--- INFORMATION PROVIDED ---

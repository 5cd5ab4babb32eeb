//! Configuration module for notemirror.
//!
//! Provides typed configuration structs that map to the YAML configuration file,
//! with loading, validation, defaults, and a builder pattern for programmatic use.

use std::path::{Path, PathBuf};

use serde::{Deserialize, Serialize};

use crate::domain::errors::DomainError;
use crate::domain::newtypes::{Extension, FolderId};

// ---------------------------------------------------------------------------
// Config struct with sub-sections
// ---------------------------------------------------------------------------

/// Top-level configuration for notemirror.
#[derive(Debug, Clone, Default, Serialize, Deserialize)]
#[serde(default)]
pub struct Config {
    pub local: LocalConfig,
    pub remote: RemoteConfig,
    pub credentials: CredentialsConfig,
    pub sync: SyncConfig,
    pub logging: LoggingConfig,
}

/// The local directory being mirrored.
#[derive(Debug, Clone, Serialize, Deserialize)]
#[serde(default)]
pub struct LocalConfig {
    /// Directory whose files are mirrored. A leading `~` is expanded.
    pub directory: PathBuf,
    /// Extension of the files to mirror, without the leading dot.
    pub extension: String,
}

/// The remote store and its endpoints.
#[derive(Debug, Clone, Serialize, Deserialize)]
#[serde(default)]
pub struct RemoteConfig {
    /// ID of the remote folder. `None` until the user sets it.
    pub folder_id: Option<String>,
    /// Base URL of the Drive API.
    pub api_base_url: String,
    /// OAuth token endpoint for the JWT bearer grant.
    pub token_url: String,
    /// Per-request HTTP timeout in seconds.
    pub request_timeout_secs: u64,
}

/// Where the service-account secret comes from.
///
/// Resolution order: `key_file`, then inline `client_email` + `private_key`,
/// then the OS keyring entry for `client_email`.
#[derive(Debug, Clone, Default, Serialize, Deserialize)]
#[serde(default)]
pub struct CredentialsConfig {
    /// Service account e-mail used as the assertion issuer.
    pub client_email: Option<String>,
    /// Inline PEM private key.
    pub private_key: Option<String>,
    /// Path to a service-account JSON key file.
    pub key_file: Option<PathBuf>,
}

/// Reconciliation settings.
#[derive(Debug, Clone, Serialize, Deserialize)]
#[serde(default)]
pub struct SyncConfig {
    /// Maximum number of upserts in flight.
    pub upsert_concurrency: usize,
    /// Seconds between timer-triggered syncs in `run` mode.
    pub poll_interval: u64,
}

/// Logging / tracing settings.
#[derive(Debug, Clone, Serialize, Deserialize)]
#[serde(default)]
pub struct LoggingConfig {
    /// Log level: `trace`, `debug`, `info`, `warn`, or `error`.
    pub level: String,
    /// Output format: `text` or `json`.
    pub format: String,
}

// ---------------------------------------------------------------------------
// Config::load()
// ---------------------------------------------------------------------------

impl Config {
    /// Load configuration from a YAML file at `path`.
    pub fn load(path: &Path) -> anyhow::Result<Self> {
        let content = std::fs::read_to_string(path)?;
        let config: Config = serde_yaml::from_str(&content)?;
        Ok(config)
    }

    /// Try to load from `path`; fall back to [`Config::default`] on any error.
    pub fn load_or_default(path: &Path) -> Self {
        Self::load(path).unwrap_or_default()
    }

    /// Platform-appropriate default path for the configuration file.
    ///
    /// Typically `$XDG_CONFIG_HOME/notemirror/config.yaml` on Linux.
    pub fn default_path() -> PathBuf {
        dirs::config_dir()
            .unwrap_or_else(|| PathBuf::from("~/.config"))
            .join("notemirror")
            .join("config.yaml")
    }

    /// Write the configuration as YAML to `path`, creating parent directories.
    pub fn save(&self, path: &Path) -> anyhow::Result<()> {
        if let Some(parent) = path.parent() {
            std::fs::create_dir_all(parent)?;
        }
        let yaml = serde_yaml::to_string(self)?;
        std::fs::write(path, yaml)?;
        Ok(())
    }

    /// The local directory with a leading `~` expanded to the home directory.
    pub fn local_directory(&self) -> PathBuf {
        expand_tilde(&self.local.directory)
    }

    /// The configured extension filter.
    pub fn extension(&self) -> Result<Extension, DomainError> {
        Extension::new(self.local.extension.clone())
    }

    /// The configured remote folder.
    pub fn folder_id(&self) -> Result<FolderId, DomainError> {
        match &self.remote.folder_id {
            Some(id) => FolderId::new(id.clone()),
            None => Err(DomainError::ValidationFailed(
                "remote.folder_id is not set".to_string(),
            )),
        }
    }
}

/// Expand a leading `~` component to the user's home directory.
pub fn expand_tilde(path: &Path) -> PathBuf {
    match path.strip_prefix("~") {
        Ok(rest) => dirs::home_dir()
            .map(|home| home.join(rest))
            .unwrap_or_else(|| path.to_path_buf()),
        Err(_) => path.to_path_buf(),
    }
}

// ---------------------------------------------------------------------------
// Defaults
// ---------------------------------------------------------------------------

impl Default for LocalConfig {
    fn default() -> Self {
        Self {
            directory: dirs::home_dir()
                .unwrap_or_else(|| PathBuf::from("~"))
                .join("notes"),
            extension: "md".to_string(),
        }
    }
}

impl Default for RemoteConfig {
    fn default() -> Self {
        Self {
            folder_id: None,
            api_base_url: "https://www.googleapis.com".to_string(),
            token_url: "https://oauth2.googleapis.com/token".to_string(),
            request_timeout_secs: 30,
        }
    }
}

impl Default for SyncConfig {
    fn default() -> Self {
        Self {
            upsert_concurrency: 4,
            poll_interval: 300,
        }
    }
}

impl Default for LoggingConfig {
    fn default() -> Self {
        Self {
            level: "info".to_string(),
            format: "text".to_string(),
        }
    }
}

// ---------------------------------------------------------------------------
// Config::validate()
// ---------------------------------------------------------------------------

/// A single validation error found in the configuration.
#[derive(Debug, Clone, PartialEq, Eq)]
pub struct ValidationError {
    /// Dotted path to the offending field, e.g. `"sync.poll_interval"`.
    pub field: String,
    /// Human-readable explanation.
    pub message: String,
}

impl std::fmt::Display for ValidationError {
    fn fmt(&self, f: &mut std::fmt::Formatter<'_>) -> std::fmt::Result {
        write!(f, "{}: {}", self.field, self.message)
    }
}

/// Valid values for `logging.level`.
const VALID_LOG_LEVELS: &[&str] = &["trace", "debug", "info", "warn", "error"];

/// Valid values for `logging.format`.
const VALID_LOG_FORMATS: &[&str] = &["text", "json"];

/// Upper bound for `sync.upsert_concurrency`.
const MAX_UPSERT_CONCURRENCY: usize = 32;

impl Config {
    /// Validate the configuration and return all errors found.
    ///
    /// An empty vector means the configuration is valid. Credentials are only
    /// checked for shape; whether a keyring entry exists is decided at sync time.
    pub fn validate(&self) -> Vec<ValidationError> {
        let mut errors = Vec::new();

        // --- local ---
        let dir = self.local_directory();
        if !dir.is_dir() {
            errors.push(ValidationError {
                field: "local.directory".into(),
                message: format!("directory does not exist: {}", dir.display()),
            });
        }
        if let Err(e) = self.extension() {
            errors.push(ValidationError {
                field: "local.extension".into(),
                message: e.to_string(),
            });
        }

        // --- remote ---
        match &self.remote.folder_id {
            None => errors.push(ValidationError {
                field: "remote.folder_id".into(),
                message: "must be set".into(),
            }),
            Some(id) => {
                if let Err(e) = FolderId::new(id.clone()) {
                    errors.push(ValidationError {
                        field: "remote.folder_id".into(),
                        message: e.to_string(),
                    });
                }
            }
        }
        for (field, value) in [
            ("remote.api_base_url", &self.remote.api_base_url),
            ("remote.token_url", &self.remote.token_url),
        ] {
            if let Err(e) = url::Url::parse(value) {
                errors.push(ValidationError {
                    field: field.into(),
                    message: format!("invalid URL '{value}': {e}"),
                });
            }
        }
        if self.remote.request_timeout_secs == 0 {
            errors.push(ValidationError {
                field: "remote.request_timeout_secs".into(),
                message: "must be greater than 0".into(),
            });
        }

        // --- credentials ---
        if self.credentials.key_file.is_none() && self.credentials.client_email.is_none() {
            errors.push(ValidationError {
                field: "credentials".into(),
                message: "either credentials.key_file or credentials.client_email must be set"
                    .into(),
            });
        }
        if let Some(email) = &self.credentials.client_email {
            if email.trim().is_empty() {
                errors.push(ValidationError {
                    field: "credentials.client_email".into(),
                    message: "must not be empty".into(),
                });
            }
        }
        if let Some(path) = &self.credentials.key_file {
            let path = expand_tilde(path);
            if !path.is_file() {
                errors.push(ValidationError {
                    field: "credentials.key_file".into(),
                    message: format!("file does not exist: {}", path.display()),
                });
            }
        }

        // --- sync ---
        let concurrency = self.sync.upsert_concurrency;
        if concurrency == 0 || concurrency > MAX_UPSERT_CONCURRENCY {
            errors.push(ValidationError {
                field: "sync.upsert_concurrency".into(),
                message: format!("must be in range 1..={MAX_UPSERT_CONCURRENCY}"),
            });
        }
        if self.sync.poll_interval == 0 {
            errors.push(ValidationError {
                field: "sync.poll_interval".into(),
                message: "must be greater than 0".into(),
            });
        }

        // --- logging ---
        if !VALID_LOG_LEVELS.contains(&self.logging.level.as_str()) {
            errors.push(ValidationError {
                field: "logging.level".into(),
                message: format!(
                    "invalid level '{}'; valid options: {}",
                    self.logging.level,
                    VALID_LOG_LEVELS.join(", ")
                ),
            });
        }
        if !VALID_LOG_FORMATS.contains(&self.logging.format.as_str()) {
            errors.push(ValidationError {
                field: "logging.format".into(),
                message: format!(
                    "invalid format '{}'; valid options: {}",
                    self.logging.format,
                    VALID_LOG_FORMATS.join(", ")
                ),
            });
        }

        errors
    }
}

// ---------------------------------------------------------------------------
// ConfigBuilder
// ---------------------------------------------------------------------------

/// Builder for constructing a [`Config`] programmatically.
///
/// Starts from [`Config::default`] and allows selective overrides.
///
/// # Example
///
/// ```rust,no_run
/// use notemirror_core::config::ConfigBuilder;
/// use std::path::PathBuf;
///
/// let config = ConfigBuilder::new()
///     .local_directory(PathBuf::from("/home/user/notes"))
///     .remote_folder_id("0BwwA4oUTeiV1TGRPeTVjaWRDY1E")
///     .credentials_client_email("svc@project.iam.gserviceaccount.com")
///     .logging_level("debug")
///     .build();
/// ```
#[derive(Debug, Clone)]
pub struct ConfigBuilder {
    config: Config,
}

impl ConfigBuilder {
    /// Create a new builder initialised with [`Config::default`] values.
    pub fn new() -> Self {
        Self {
            config: Config::default(),
        }
    }

    // --- local ---

    pub fn local_directory(mut self, directory: PathBuf) -> Self {
        self.config.local.directory = directory;
        self
    }

    pub fn local_extension(mut self, extension: impl Into<String>) -> Self {
        self.config.local.extension = extension.into();
        self
    }

    // --- remote ---

    pub fn remote_folder_id(mut self, folder_id: impl Into<String>) -> Self {
        self.config.remote.folder_id = Some(folder_id.into());
        self
    }

    pub fn remote_api_base_url(mut self, url: impl Into<String>) -> Self {
        self.config.remote.api_base_url = url.into();
        self
    }

    pub fn remote_token_url(mut self, url: impl Into<String>) -> Self {
        self.config.remote.token_url = url.into();
        self
    }

    pub fn remote_request_timeout_secs(mut self, seconds: u64) -> Self {
        self.config.remote.request_timeout_secs = seconds;
        self
    }

    // --- credentials ---

    pub fn credentials_client_email(mut self, email: impl Into<String>) -> Self {
        self.config.credentials.client_email = Some(email.into());
        self
    }

    pub fn credentials_private_key(mut self, pem: impl Into<String>) -> Self {
        self.config.credentials.private_key = Some(pem.into());
        self
    }

    pub fn credentials_key_file(mut self, path: PathBuf) -> Self {
        self.config.credentials.key_file = Some(path);
        self
    }

    // --- sync ---

    pub fn sync_upsert_concurrency(mut self, n: usize) -> Self {
        self.config.sync.upsert_concurrency = n;
        self
    }

    pub fn sync_poll_interval(mut self, seconds: u64) -> Self {
        self.config.sync.poll_interval = seconds;
        self
    }

    // --- logging ---

    pub fn logging_level(mut self, level: impl Into<String>) -> Self {
        self.config.logging.level = level.into();
        self
    }

    pub fn logging_format(mut self, format: impl Into<String>) -> Self {
        self.config.logging.format = format.into();
        self
    }

    // --- build ---

    /// Consume the builder and return the finished [`Config`].
    pub fn build(self) -> Config {
        self.config
    }

    /// Build and validate in one step. Returns `Err` with the list of
    /// validation errors if the configuration is invalid.
    pub fn build_validated(self) -> Result<Config, Vec<ValidationError>> {
        let config = self.build();
        let errors = config.validate();
        if errors.is_empty() {
            Ok(config)
        } else {
            Err(errors)
        }
    }
}

impl Default for ConfigBuilder {
    fn default() -> Self {
        Self::new()
    }
}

---

> _PROBLEM DETAILS_
Where a line above includes "Result", copy that line.

> _REPLY_
    pub fn load(path: &Path) -> anyhow::Result<Self> {
    pub fn save(&self, path: &Path) -> anyhow::Result<()> {
    pub fn extension(&self) -> Result<Extension, DomainError> {
    pub fn folder_id(&self) -> Result<FolderId, DomainError> {
    fn fmt(&self, f: &mut std::fmt::Formatter<'_>) -> std::fmt::Result {
    pub fn build_validated(self) -> Result<Config, Vec<ValidationError>> {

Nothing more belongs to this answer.